Summary/Abstract This article analyses the widely reported increase of unfree labour in Africa through neoliberalism, arguing that, far from an individual relationship of domination epiphenomenal to global political-economic restructuring, unfree labour must be understood as a social relationship of insecurity and exploitation whose acceleration in recent decades is traceable to broader shifts in the relations of production and social reproduction. These include the impact of labour market reform and privatisation on wages, employment and poverty; the rise of informalisation, including the marketisation of social reproduction; Africa in the international division of labour and labour conditions in global supply chains; and the rise of brics, the 'new scramble' for African resources and markets, and intensified processes of primitive accumulation.
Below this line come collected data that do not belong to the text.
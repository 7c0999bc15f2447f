//! Notification fan-out.
//!
//! `NotificationService` is the producer: it turns one `NotificationEvent` into one
//! pending record per recipient, choosing each recipient's channel from their settings.
//! `NotificationDispatcher` is the consumer run by the scheduler, delivering pending
//! records through the gateways in per-user order.

pub mod channel;
pub mod dispatcher;
pub mod email;
pub mod inbox;
pub mod push;
pub mod sms;

use chrono::{DateTime, Utc};
use entity::sea_orm_active_enums::{DeliveryChannel, NotificationStatus};
use sea_orm::{ConnectionTrait, DbErr};

use crate::server::{
    data::{
        notification::NotificationRepository, preference::PreferenceRepository,
        user::UserRepository,
    },
    model::{
        notification::{NewNotification, Notification, NotificationEvent},
        preference::UserSettings,
    },
};

/// Picks the delivery channel for a user.
///
/// Push when enabled and a device token is registered, else SMS when enabled, else email
/// when enabled and an address is known, else the in-app inbox.
///
/// # Arguments
/// - `settings` - Recipient's notification switches
/// - `push_token` - Registered device token, if any
/// - `email` - Recipient's email, if any
pub fn select_channel(
    settings: &UserSettings,
    push_token: Option<&str>,
    email: Option<&str>,
) -> DeliveryChannel {
    let has = |value: Option<&str>| value.is_some_and(|v| !v.trim().is_empty());

    if settings.push_notifications && has(push_token) {
        DeliveryChannel::Push
    } else if settings.sms_notifications {
        DeliveryChannel::Sms
    } else if settings.email_notifications && has(email) {
        DeliveryChannel::Email
    } else {
        DeliveryChannel::InApp
    }
}

/// Enqueues notification records.
///
/// Generic over the connection so records are written inside the caller's transaction
/// and disappear with it on rollback.
pub struct NotificationService<'a, C: ConnectionTrait> {
    db: &'a C,
}

impl<'a, C: ConnectionTrait> NotificationService<'a, C> {
    pub fn new(db: &'a C) -> Self {
        Self { db }
    }

    /// Fans an event out to each recipient.
    ///
    /// Unknown user IDs are skipped. In-app records are stored as already delivered and
    /// never reach the dispatcher.
    ///
    /// # Arguments
    /// - `recipients` - User IDs to notify, duplicates are notified once
    /// - `event` - What happened
    ///
    /// # Returns
    /// - `Ok(Vec<Notification>)` - One record per notified user
    /// - `Err(DbErr)` - Database error while reading settings or inserting
    pub async fn notify(
        &self,
        recipients: &[i32],
        event: &NotificationEvent,
    ) -> Result<Vec<Notification>, DbErr> {
        self.notify_at(recipients, event, Utc::now()).await
    }

    /// Same as `notify`, scheduling delivery for `scheduled_at`.
    pub async fn notify_at(
        &self,
        recipients: &[i32],
        event: &NotificationEvent,
        scheduled_at: DateTime<Utc>,
    ) -> Result<Vec<Notification>, DbErr> {
        let user_repo = UserRepository::new(self.db);
        let preference_repo = PreferenceRepository::new(self.db);
        let notification_repo = NotificationRepository::new(self.db);

        let mut seen = Vec::with_capacity(recipients.len());
        let mut created = Vec::with_capacity(recipients.len());

        for &user_id in recipients {
            if seen.contains(&user_id) {
                continue;
            }
            seen.push(user_id);

            let Some(user) = user_repo.find_by_id(user_id).await? else {
                tracing::warn!("Skipping notification for unknown user {}", user_id);
                continue;
            };
            let settings = preference_repo.get_settings(user_id).await?;
            let channel = select_channel(
                &settings,
                user.push_token.as_deref(),
                user.email.as_deref(),
            );
            let status = match channel {
                DeliveryChannel::InApp => NotificationStatus::Delivered,
                _ => NotificationStatus::Pending,
            };

            created.push(
                notification_repo
                    .create(NewNotification {
                        user_id,
                        channel,
                        status,
                        kind: event.kind.as_str(),
                        title: event.title.clone(),
                        content: event.content.clone(),
                        data: event.data.clone(),
                        phone_number: None,
                        scheduled_at,
                    })
                    .await?,
            );
        }

        Ok(created)
    }

    /// Enqueues an SMS to a phone number that has no account, such as an emergency contact.
    ///
    /// # Arguments
    /// - `owner_id` - User on whose behalf the SMS is sent, who owns the record
    /// - `phone_number` - Destination overriding the owner's phone
    /// - `event` - Message contents
    pub async fn notify_phone(
        &self,
        owner_id: i32,
        phone_number: &str,
        event: &NotificationEvent,
    ) -> Result<Notification, DbErr> {
        NotificationRepository::new(self.db)
            .create(NewNotification {
                user_id: owner_id,
                channel: DeliveryChannel::Sms,
                status: NotificationStatus::Pending,
                kind: event.kind.as_str(),
                title: event.title.clone(),
                content: event.content.clone(),
                data: event.data.clone(),
                phone_number: Some(phone_number.to_string()),
                scheduled_at: Utc::now(),
            })
            .await
    }
}

#[cfg(test)]
mod tests {
    use super::*;

    fn settings(push: bool, sms: bool, email: bool) -> UserSettings {
        UserSettings {
            push_notifications: push,
            sms_notifications: sms,
            email_notifications: email,
            ..UserSettings::default()
        }
    }

    /// Expected: push wins when enabled and a token exists
    #[test]
    fn prefers_push_with_token() {
        let channel = select_channel(&settings(true, true, true), Some("token"), Some("a@b.uz"));
        assert_eq!(channel, DeliveryChannel::Push);
    }

    /// Expected: falls back to SMS when push is enabled but no token is registered
    #[test]
    fn falls_back_to_sms_without_token() {
        let channel = select_channel(&settings(true, true, false), None, None);
        assert_eq!(channel, DeliveryChannel::Sms);
    }

    /// Expected: email only when SMS is off and an address exists
    #[test]
    fn uses_email_when_sms_disabled() {
        assert_eq!(
            select_channel(&settings(false, false, true), None, Some("a@b.uz")),
            DeliveryChannel::Email
        );
        assert_eq!(
            select_channel(&settings(false, false, true), None, None),
            DeliveryChannel::InApp
        );
    }

    /// Expected: default settings pick SMS for a user without a push token
    #[test]
    fn defaults_pick_sms() {
        assert_eq!(
            select_channel(&UserSettings::default(), None, Some("a@b.uz")),
            DeliveryChannel::Sms
        );
    }

    #[test]
    fn everything_off_goes_in_app() {
        assert_eq!(
            select_channel(&settings(false, false, false), Some("token"), Some("a@b.uz")),
            DeliveryChannel::InApp
        );
    }
}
In a continent beleaguered by the slave trade and the systematic, widespread and brutal exploitation of forced labour during the colonial era, concerns around labour conditions of violence, bondage and coercion are particularly acute. Understanding the complexities of labour unfreedom in Africa today requires an understanding of the various forms and layers of coercion, immobility and exploitation fundamental to the contemporary social structures of capitalist accumulation, overcoming the binary typically posited between free and unfree labour.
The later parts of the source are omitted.